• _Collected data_
━━━━━━━━━━━━━━━━
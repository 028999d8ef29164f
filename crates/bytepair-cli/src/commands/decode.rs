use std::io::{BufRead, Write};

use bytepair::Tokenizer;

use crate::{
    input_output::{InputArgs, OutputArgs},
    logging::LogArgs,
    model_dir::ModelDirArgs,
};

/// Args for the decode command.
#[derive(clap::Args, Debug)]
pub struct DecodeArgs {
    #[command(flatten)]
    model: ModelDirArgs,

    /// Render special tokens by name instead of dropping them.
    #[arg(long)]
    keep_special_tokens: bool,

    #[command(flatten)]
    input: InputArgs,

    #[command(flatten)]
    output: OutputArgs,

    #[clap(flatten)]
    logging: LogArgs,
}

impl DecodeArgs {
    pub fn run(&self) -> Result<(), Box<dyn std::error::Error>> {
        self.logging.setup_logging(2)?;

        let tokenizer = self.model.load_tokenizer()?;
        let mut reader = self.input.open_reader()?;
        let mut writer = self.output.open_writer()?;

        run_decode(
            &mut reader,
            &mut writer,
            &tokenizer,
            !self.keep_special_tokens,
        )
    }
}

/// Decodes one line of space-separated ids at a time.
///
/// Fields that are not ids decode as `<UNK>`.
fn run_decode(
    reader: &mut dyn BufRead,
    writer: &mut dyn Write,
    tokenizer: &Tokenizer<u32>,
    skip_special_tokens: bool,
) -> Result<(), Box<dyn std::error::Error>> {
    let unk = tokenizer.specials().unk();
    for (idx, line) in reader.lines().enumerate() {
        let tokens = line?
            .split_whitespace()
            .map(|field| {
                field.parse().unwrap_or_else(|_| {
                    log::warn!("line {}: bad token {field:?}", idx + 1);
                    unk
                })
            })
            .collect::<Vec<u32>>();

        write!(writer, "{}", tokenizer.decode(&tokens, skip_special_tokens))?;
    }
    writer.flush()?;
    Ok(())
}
━━━━━━━━━━━━━━━━
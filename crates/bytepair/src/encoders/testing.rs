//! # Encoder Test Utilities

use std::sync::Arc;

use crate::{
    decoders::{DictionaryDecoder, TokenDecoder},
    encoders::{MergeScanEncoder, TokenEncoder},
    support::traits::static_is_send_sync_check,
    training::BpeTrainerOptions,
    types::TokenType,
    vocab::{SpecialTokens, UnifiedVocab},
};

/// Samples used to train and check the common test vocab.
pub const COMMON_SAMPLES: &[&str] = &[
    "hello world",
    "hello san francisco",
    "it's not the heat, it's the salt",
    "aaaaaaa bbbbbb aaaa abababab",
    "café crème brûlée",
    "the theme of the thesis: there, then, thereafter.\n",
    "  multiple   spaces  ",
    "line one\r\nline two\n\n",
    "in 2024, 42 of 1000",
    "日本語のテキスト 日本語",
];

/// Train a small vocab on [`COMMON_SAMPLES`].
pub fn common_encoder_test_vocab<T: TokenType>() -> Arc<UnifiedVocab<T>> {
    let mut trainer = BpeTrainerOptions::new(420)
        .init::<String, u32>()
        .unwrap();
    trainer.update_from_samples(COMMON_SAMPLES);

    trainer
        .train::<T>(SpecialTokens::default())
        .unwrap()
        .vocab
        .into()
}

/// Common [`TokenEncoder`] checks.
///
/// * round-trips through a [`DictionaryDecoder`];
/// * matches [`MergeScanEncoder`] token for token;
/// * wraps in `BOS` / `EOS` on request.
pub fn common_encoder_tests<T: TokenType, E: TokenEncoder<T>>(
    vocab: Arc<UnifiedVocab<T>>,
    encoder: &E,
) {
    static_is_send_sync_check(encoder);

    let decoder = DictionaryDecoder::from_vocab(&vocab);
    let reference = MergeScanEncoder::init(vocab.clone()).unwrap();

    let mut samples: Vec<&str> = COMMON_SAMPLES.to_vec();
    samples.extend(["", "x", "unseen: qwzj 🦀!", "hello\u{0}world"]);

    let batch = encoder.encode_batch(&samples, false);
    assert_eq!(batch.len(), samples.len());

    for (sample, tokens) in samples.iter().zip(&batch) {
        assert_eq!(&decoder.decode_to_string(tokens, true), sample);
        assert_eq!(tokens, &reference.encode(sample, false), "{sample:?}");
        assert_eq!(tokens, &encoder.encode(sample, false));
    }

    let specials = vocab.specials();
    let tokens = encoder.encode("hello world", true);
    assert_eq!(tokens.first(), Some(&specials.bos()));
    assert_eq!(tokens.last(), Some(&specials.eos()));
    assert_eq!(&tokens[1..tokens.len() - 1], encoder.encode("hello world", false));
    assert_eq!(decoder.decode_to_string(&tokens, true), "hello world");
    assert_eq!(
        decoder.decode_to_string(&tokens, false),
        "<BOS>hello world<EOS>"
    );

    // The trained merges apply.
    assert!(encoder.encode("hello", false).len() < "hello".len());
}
━━━━━━━━━━━━━━━━
• _Task prompt_
Of the records above, copy each line that includes "false".

• _Task result_
    let batch = encoder.encode_batch(&samples, false);
        assert_eq!(tokens, &reference.encode(sample, false), "{sample:?}");
        assert_eq!(tokens, &encoder.encode(sample, false));
    assert_eq!(&tokens[1..tokens.len() - 1], encoder.encode("hello world", false));
        decoder.decode_to_string(&tokens, false),
    assert!(encoder.encode("hello", false).len() < "hello".len());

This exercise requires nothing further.